In taking a chance on an aging bull named Chance, veterinarians at Texas A&M University say they've achieved a cloning milestone, reports CBS News Correspondent Jim Axelrod.

Ralph Fisher never thought he'd get another Chance. "We knew he was old, and that he was dying," the bull's owner explains. "And we just thought he was gone forever."

A mild mannered screen star, Ralph and Sandra Fisher built a life and a portrait-taking business with Chance until he died three months ago. But, now there's Second Chance. (What else would you call a clone of a 21-year-old Brahman bull named Chance?)

The little bull takes a closer look.

"The head is the same, the eyes are the same," Sandra notes. "It's not Chance's son -- it's Chance."

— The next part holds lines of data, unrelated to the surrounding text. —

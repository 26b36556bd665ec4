//! Foundation crate tests
//!
//! Tests cover:
//! - Error types (AppError variants, CaptureError)
//! - Error conversions between layers

use fieldvoice_foundation::error::{AppError, CaptureError};

// ─── CaptureError Tests ─────────────────────────────────────────────

#[test]
fn capture_error_engine_unavailable() {
    let err = CaptureError::EngineUnavailable {
        reason: "headless environment".to_string(),
    };
    let msg = format!("{}", err);
    assert!(msg.contains("headless environment"));
}

#[test]
fn capture_error_start_failed() {
    let err = CaptureError::StartFailed("microphone busy".to_string());
    let msg = format!("{}", err);
    assert!(msg.contains("microphone busy"));
}

#[test]
fn capture_error_from_boxed_backend_error() {
    let inner: Box<dyn std::error::Error + Send + Sync> =
        "socket closed".to_string().into();
    let err: CaptureError = inner.into();
    assert!(matches!(err, CaptureError::Backend(_)));
}

// ─── AppError Tests ─────────────────────────────────────────────────

#[test]
fn app_error_from_capture_error() {
    let capture_err = CaptureError::StartFailed("denied".to_string());
    let err: AppError = capture_err.into();
    assert!(matches!(err, AppError::Capture(_)));
}

#[test]
fn app_error_config() {
    let err = AppError::Config("lang must not be empty".to_string());
    let msg = format!("{}", err);
    assert!(msg.contains("lang must not be empty"));
}

#[test]
fn app_error_fatal() {
    let err = AppError::Fatal("event loop panicked".to_string());
    let msg = format!("{}", err);
    assert!(msg.contains("event loop panicked"));
}
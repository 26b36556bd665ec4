//! Configuration loading for the demo binary

use std::fs;
use std::path::Path;

use serde::{Deserialize, Serialize};

use fieldvoice_foundation::error::AppError;
use fieldvoice_speech::RecorderConfig;

/// Top-level configuration file shape.
#[derive(Debug, Clone, Default, Serialize, Deserialize)]
pub struct AppConfig {
    /// Recorder settings, all optional with engine-contract defaults
    #[serde(default)]
    pub recorder: RecorderConfig,
}

/// Load configuration from a TOML file.
pub fn load(path: &Path) -> Result<AppConfig, AppError> {
    let raw = fs::read_to_string(path)
        .map_err(|e| AppError::Config(format!("cannot read {}: {}", path.display(), e)))?;
    toml::from_str(&raw)
        .map_err(|e| AppError::Config(format!("cannot parse {}: {}", path.display(), e)))
}

#[cfg(test)]
mod tests {
    use super::*;
    use std::io::Write;

    #[test]
    fn loads_recorder_settings_from_toml() {
        let mut file = tempfile::NamedTempFile::new().unwrap();
        writeln!(
            file,
            "[recorder]\ninterim_results = false\nlang = \"en-GB\""
        )
        .unwrap();

        let config = load(file.path()).unwrap();
        assert!(!config.recorder.interim_results);
        assert_eq!(config.recorder.lang, "en-GB");
        assert!(config.recorder.continuous);
    }

    #[test]
    fn empty_file_yields_defaults() {
        let file = tempfile::NamedTempFile::new().unwrap();
        let config = load(file.path()).unwrap();
        assert_eq!(config.recorder, RecorderConfig::default());
    }

    #[test]
    fn missing_file_is_a_config_error() {
        let err = load(Path::new("/nonexistent/fieldvoice.toml")).unwrap_err();
        assert!(matches!(err, AppError::Config(_)));
    }
}
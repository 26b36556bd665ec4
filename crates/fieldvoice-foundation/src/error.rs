use thiserror::Error;

#[derive(Error, Debug)]
pub enum AppError {
    #[error("Capture subsystem error: {0}")]
    Capture(#[from] CaptureError),

    #[error("Configuration error: {0}")]
    Config(String),

    #[error("Fatal error, cannot recover: {0}")]
    Fatal(String),
}

/// Errors raised while acquiring or starting a speech-recognition engine.
///
/// Runtime failures of a started engine never surface here; they arrive
/// as terminal events on the session's event stream.
#[derive(Error, Debug)]
pub enum CaptureError {
    #[error("No speech engine available: {reason}")]
    EngineUnavailable { reason: String },

    #[error("Engine failed to start: {0}")]
    StartFailed(String),

    #[error("Backend error: {0}")]
    Backend(Box<dyn std::error::Error + Send + Sync>),
}

impl From<Box<dyn std::error::Error + Send + Sync>> for CaptureError {
    fn from(error: Box<dyn std::error::Error + Send + Sync>) -> Self {
        CaptureError::Backend(error)
    }
}
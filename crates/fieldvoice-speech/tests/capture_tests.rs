//! Recorder control and session lifecycle tests
//!
//! Tests cover:
//! - Idempotent stop and single-toggle start semantics
//! - result_index bookkeeping across sequential events
//! - Silent handling of engine errors and engine-initiated ends
//! - Capability gating and control isolation

use std::sync::{Arc, Mutex};

use fieldvoice_speech::engines::{ScriptedDriver, ScriptedEngineFactory, UnavailableEngineFactory};
use fieldvoice_speech::{
    Capability, EngineRegistry, RecorderConfig, RecorderStatus, ResultSegment, SessionState,
    VoiceRecorder,
};

/// Shared vector the sink appends committed increments to.
type Committed = Arc<Mutex<Vec<String>>>;

fn recorder_with_driver() -> (VoiceRecorder, ScriptedDriver, Committed) {
    let factory = ScriptedEngineFactory::new();
    let driver = factory.driver();
    let committed: Committed = Arc::new(Mutex::new(Vec::new()));
    let sink_log = committed.clone();
    let recorder = VoiceRecorder::new(
        Capability::Available(Arc::new(factory)),
        RecorderConfig::default(),
        move |text: &str| sink_log.lock().unwrap().push(text.to_string()),
    );
    (recorder, driver, committed)
}

// ─── Stop / Start Semantics ─────────────────────────────────────────

#[test]
fn stop_from_idle_is_a_noop() {
    let (mut recorder, driver, _committed) = recorder_with_driver();

    recorder.stop();
    recorder.stop();

    assert_eq!(recorder.state(), SessionState::Idle);
    assert_eq!(driver.stops(), 0);
}

#[test]
fn start_while_listening_creates_no_second_handle() {
    let (mut recorder, driver, _committed) = recorder_with_driver();

    recorder.start();
    recorder.start();

    assert!(recorder.is_listening());
    assert_eq!(driver.starts(), 1);
    assert_eq!(recorder.metrics().sessions_started, 1);
}

#[test]
fn toggle_alternates_between_start_and_stop() {
    let (mut recorder, driver, _committed) = recorder_with_driver();

    recorder.toggle();
    assert_eq!(recorder.status(), RecorderStatus::Listening);

    recorder.toggle();
    assert_eq!(recorder.status(), RecorderStatus::Idle);
    assert_eq!(driver.starts(), 1);
    assert_eq!(driver.stops(), 1);
}

#[test]
fn stop_releases_engine_and_discards_interim_text() {
    let (mut recorder, driver, committed) = recorder_with_driver();

    recorder.start();
    driver.emit_result(0, vec![ResultSegment::interim("half a tho")]);
    recorder.pump();
    assert_eq!(recorder.live_text(), "half a tho");

    recorder.stop();

    assert_eq!(recorder.live_text(), "");
    assert_eq!(driver.stops(), 1);
    assert!(committed.lock().unwrap().is_empty());
    // In-flight events no longer have a listening session.
    assert!(!driver.emit_end());
}

// ─── Transcript Delivery ────────────────────────────────────────────

#[test]
fn live_preview_then_single_commit() {
    let (mut recorder, driver, committed) = recorder_with_driver();
    recorder.start();

    driver.emit_result(0, vec![ResultSegment::interim("hello ")]);
    recorder.pump();
    assert_eq!(recorder.live_text(), "hello ");
    assert!(committed.lock().unwrap().is_empty());

    driver.emit_result(0, vec![ResultSegment::finalized("hello world")]);
    recorder.pump();
    assert_eq!(recorder.live_text(), "");
    assert_eq!(*committed.lock().unwrap(), vec!["hello world".to_string()]);
}

#[test]
fn result_index_prevents_recommitting_prior_text() {
    let (mut recorder, driver, committed) = recorder_with_driver();
    recorder.start();

    driver.emit_result(0, vec![ResultSegment::finalized("hello ")]);
    // The engine accumulates results: the second event re-lists the
    // committed segment with result_index pointing past it.
    driver.emit_result(
        1,
        vec![
            ResultSegment::finalized("hello "),
            ResultSegment::finalized("world"),
        ],
    );
    recorder.pump();

    assert_eq!(
        *committed.lock().unwrap(),
        vec!["hello ".to_string(), "world".to_string()]
    );
}

#[test]
fn mixed_event_commits_final_and_clears_live_text() {
    let (mut recorder, driver, committed) = recorder_with_driver();
    recorder.start();

    driver.emit_result(0, vec![ResultSegment::interim("launch the pri")]);
    recorder.pump();

    driver.emit_result(
        0,
        vec![
            ResultSegment::finalized("launch the pricing page"),
            ResultSegment::interim("next quarter"),
        ],
    );
    recorder.pump();

    assert_eq!(
        *committed.lock().unwrap(),
        vec!["launch the pricing page".to_string()]
    );
    assert_eq!(recorder.live_text(), "");
}

#[test]
fn commits_preserve_engine_order() {
    let (mut recorder, driver, committed) = recorder_with_driver();
    recorder.start();

    driver.emit_result(0, vec![ResultSegment::finalized("first ")]);
    driver.emit_result(1, vec![ResultSegment::interim("ignored")]);
    driver.emit_result(
        1,
        vec![ResultSegment::interim(""), ResultSegment::finalized("second")],
    );
    let processed = recorder.pump();

    assert_eq!(processed, 3);
    assert_eq!(
        *committed.lock().unwrap(),
        vec!["first ".to_string(), "second".to_string()]
    );
}

// ─── Capability Gating ──────────────────────────────────────────────

#[test]
fn unsupported_capability_leaves_control_inert() {
    let committed: Committed = Arc::new(Mutex::new(Vec::new()));
    let sink_log = committed.clone();
    let mut recorder = VoiceRecorder::new(
        Capability::Unavailable,
        RecorderConfig::default(),
        move |text: &str| sink_log.lock().unwrap().push(text.to_string()),
    );

    assert!(!recorder.is_supported());
    assert_eq!(recorder.status(), RecorderStatus::Unsupported);

    recorder.toggle();
    recorder.start();
    recorder.pump();

    assert_eq!(recorder.state(), SessionState::Idle);
    assert!(committed.lock().unwrap().is_empty());
}

#[test]
fn start_failure_leaves_control_idle() {
    // Capability resolved against a factory whose create() fails.
    let committed: Committed = Arc::new(Mutex::new(Vec::new()));
    let sink_log = committed.clone();
    let mut recorder = VoiceRecorder::new(
        Capability::Available(Arc::new(UnavailableEngineFactory::default())),
        RecorderConfig::default(),
        move |text: &str| sink_log.lock().unwrap().push(text.to_string()),
    );

    recorder.start();

    assert_eq!(recorder.state(), SessionState::Idle);
    assert_eq!(recorder.metrics().sessions_started, 0);
    assert!(committed.lock().unwrap().is_empty());
}

#[test]
fn registry_detection_skips_unavailable_engines() {
    let mut registry = EngineRegistry::new();
    registry.register(Arc::new(UnavailableEngineFactory::default()));
    registry.register(Arc::new(ScriptedEngineFactory::new()));

    let capability = registry.detect();
    assert!(capability.is_supported());
}

#[test]
fn registry_honors_preferred_order() {
    let mut registry = EngineRegistry::new();
    registry.register(Arc::new(ScriptedEngineFactory::new()));
    registry.register(Arc::new(UnavailableEngineFactory::default()));
    registry.set_preferred_order(vec!["unavailable".to_string(), "scripted".to_string()]);

    // The preferred engine fails its requirements check, so detection
    // falls through to the next candidate.
    let capability = registry.detect();
    assert!(capability.is_supported());
    assert_eq!(format!("{:?}", capability), "Available(\"scripted\")");
}

#[test]
fn empty_registry_detects_unavailable() {
    let registry = EngineRegistry::new();
    assert!(!registry.detect().is_supported());
}

// ─── Terminal Engine Events ─────────────────────────────────────────

#[test]
fn engine_error_resets_silently() {
    let (mut recorder, driver, committed) = recorder_with_driver();
    recorder.start();

    driver.emit_result(0, vec![ResultSegment::interim("about to fa")]);
    driver.emit_error("not-allowed", "microphone permission denied");
    recorder.pump();

    // No text reaches the sink and no error surfaces to the caller;
    // the affordance simply reverts to idle.
    assert_eq!(recorder.state(), SessionState::Idle);
    assert_eq!(recorder.live_text(), "");
    assert!(committed.lock().unwrap().is_empty());
    assert_eq!(recorder.metrics().error_count, 1);
    assert_eq!(driver.stops(), 1);
}

#[test]
fn engine_end_resets_and_allows_restart() {
    let (mut recorder, driver, _committed) = recorder_with_driver();

    recorder.start();
    driver.emit_end();
    recorder.pump();
    assert_eq!(recorder.state(), SessionState::Idle);

    recorder.start();
    assert!(recorder.is_listening());
    assert_eq!(driver.starts(), 2);
}

#[test]
fn events_queued_behind_error_are_discarded() {
    let (mut recorder, driver, committed) = recorder_with_driver();
    recorder.start();

    driver.emit_error("network", "recognizer connection lost");
    driver.emit_result(0, vec![ResultSegment::finalized("too late")]);
    recorder.pump();

    assert_eq!(recorder.state(), SessionState::Idle);
    assert!(committed.lock().unwrap().is_empty());
}

// ─── Isolation ──────────────────────────────────────────────────────

#[test]
fn controls_deliver_only_to_their_own_sink() {
    let (mut title, title_driver, title_committed) = recorder_with_driver();
    let (mut notes, notes_driver, notes_committed) = recorder_with_driver();

    title.start();
    notes.start();

    title_driver.emit_result(0, vec![ResultSegment::finalized("ship it")]);
    notes_driver.emit_result(0, vec![ResultSegment::finalized("needs review first")]);
    title.pump();
    notes.pump();

    assert_eq!(*title_committed.lock().unwrap(), vec!["ship it".to_string()]);
    assert_eq!(
        *notes_committed.lock().unwrap(),
        vec!["needs review first".to_string()]
    );

    // Stopping one control never affects the other's session.
    title.stop();
    assert!(notes.is_listening());

    notes_driver.emit_result(1, vec![
        ResultSegment::finalized("needs review first"),
        ResultSegment::finalized(" then ship"),
    ]);
    notes.pump();
    assert_eq!(
        *notes_committed.lock().unwrap(),
        vec!["needs review first".to_string(), " then ship".to_string()]
    );
}
//! OCR text extraction
//!
//! The orchestrator consumes OCR through the [`TextExtractor`] trait; the
//! production implementation shells out to the tesseract CLI.

pub mod tesseract;

pub use tesseract::TesseractOcr;

use crate::domain::OcrError;
use async_trait::async_trait;

/// Extracts readable text from image bytes
#[async_trait]
pub trait TextExtractor: Send + Sync {
    /// Extract text from an image
    ///
    /// An empty (or whitespace-only) string means the engine found no
    /// readable text; that is a normal outcome, not an error.
    async fn extract_text(&self, image: &[u8]) -> Result<String, OcrError>;
}
//! Configuration management
//!
//! Configuration is loaded from a TOML file with `${VAR}` environment
//! substitution and `PIISCAN_*` override variables, then validated before
//! any collaborator is constructed. The model API key is carried in a
//! [`SecretString`] and injected into the client; no ambient global client
//! and no embedded credential exist anywhere in the crate.

pub mod loader;
pub mod schema;
pub mod secret;

pub use loader::load_config;
pub use schema::{
    AnalysisConfig, ApplicationConfig, LoggingConfig, ModelConfig, OcrConfig, PiiScanConfig,
    StorageConfig,
};
pub use secret::{secret_string, SecretString, SecretValue};
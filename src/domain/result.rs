//! Result type alias for piiscan operations

use super::errors::PiiScanError;

/// Result type used throughout the crate
pub type Result<T> = std::result::Result<T, PiiScanError>;
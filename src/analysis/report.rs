//! Report rendering
//!
//! Pure string formatting of merged findings into the user-facing markdown
//! report. No I/O, no failure modes; rendering the same findings twice
//! produces identical output.

use crate::domain::Finding;

/// Label naming the content type being analyzed in the rendered report
#[derive(Debug, Clone, Copy, PartialEq, Eq)]
pub enum ContentLabel {
    /// Raw text typed by the user
    TextInput,
    /// An uploaded text file
    TextFile,
    /// Text extracted from an image by OCR
    ImageText,
    /// An image analyzed visually
    Image,
}

impl ContentLabel {
    /// Human-readable label used in report headers
    pub fn as_str(&self) -> &'static str {
        match self {
            Self::TextInput => "text input",
            Self::TextFile => "text file",
            Self::ImageText => "image text",
            Self::Image => "image",
        }
    }
}

impl std::fmt::Display for ContentLabel {
    fn fmt(&self, f: &mut std::fmt::Formatter<'_>) -> std::fmt::Result {
        f.write_str(self.as_str())
    }
}

/// Render the analysis report for a merged finding list
pub fn render_report(findings: &[Finding], label: ContentLabel) -> String {
    if findings.is_empty() {
        return format!(
            "**No sensitive information detected**\n\n\
             Your {label} appears to be clear of personally identifiable information."
        );
    }

    let mut report = String::from("**SENSITIVE INFORMATION DETECTED**\n\n");
    report.push_str(&format!(
        "The following sensitive information was found in your {label}:\n\n"
    ));
    for finding in findings {
        report.push_str("- ");
        report.push_str(&finding.description);
        report.push('\n');
    }

    report
}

Not ready to say goodbye to Chance, the Fishers called on the team of veterinarians to inject some of the steers' skin cells into a donor egg stripped of its DNA. According to Texas A&M's Mark Westhusin, "He's the first because he's probably the oldest donor that has ever been produced. We think he's also the only adult male that has ever been cloned."

The odds on this "game of chance" were 189 to 1 -- 189 different cells were injected into 189 different eggs before the process took and the embryo developed to term.

"I guess he's been reincarnated," Ralph says. "But we hope he'll do exactly what he did the first time. Be a good pet, a business associate."

He calls the strange reunion "cutting-edge, tear-jerkin', good Texas stuff." And for now, he and Sandra are thanking God, thanking science, and not asking too many questions.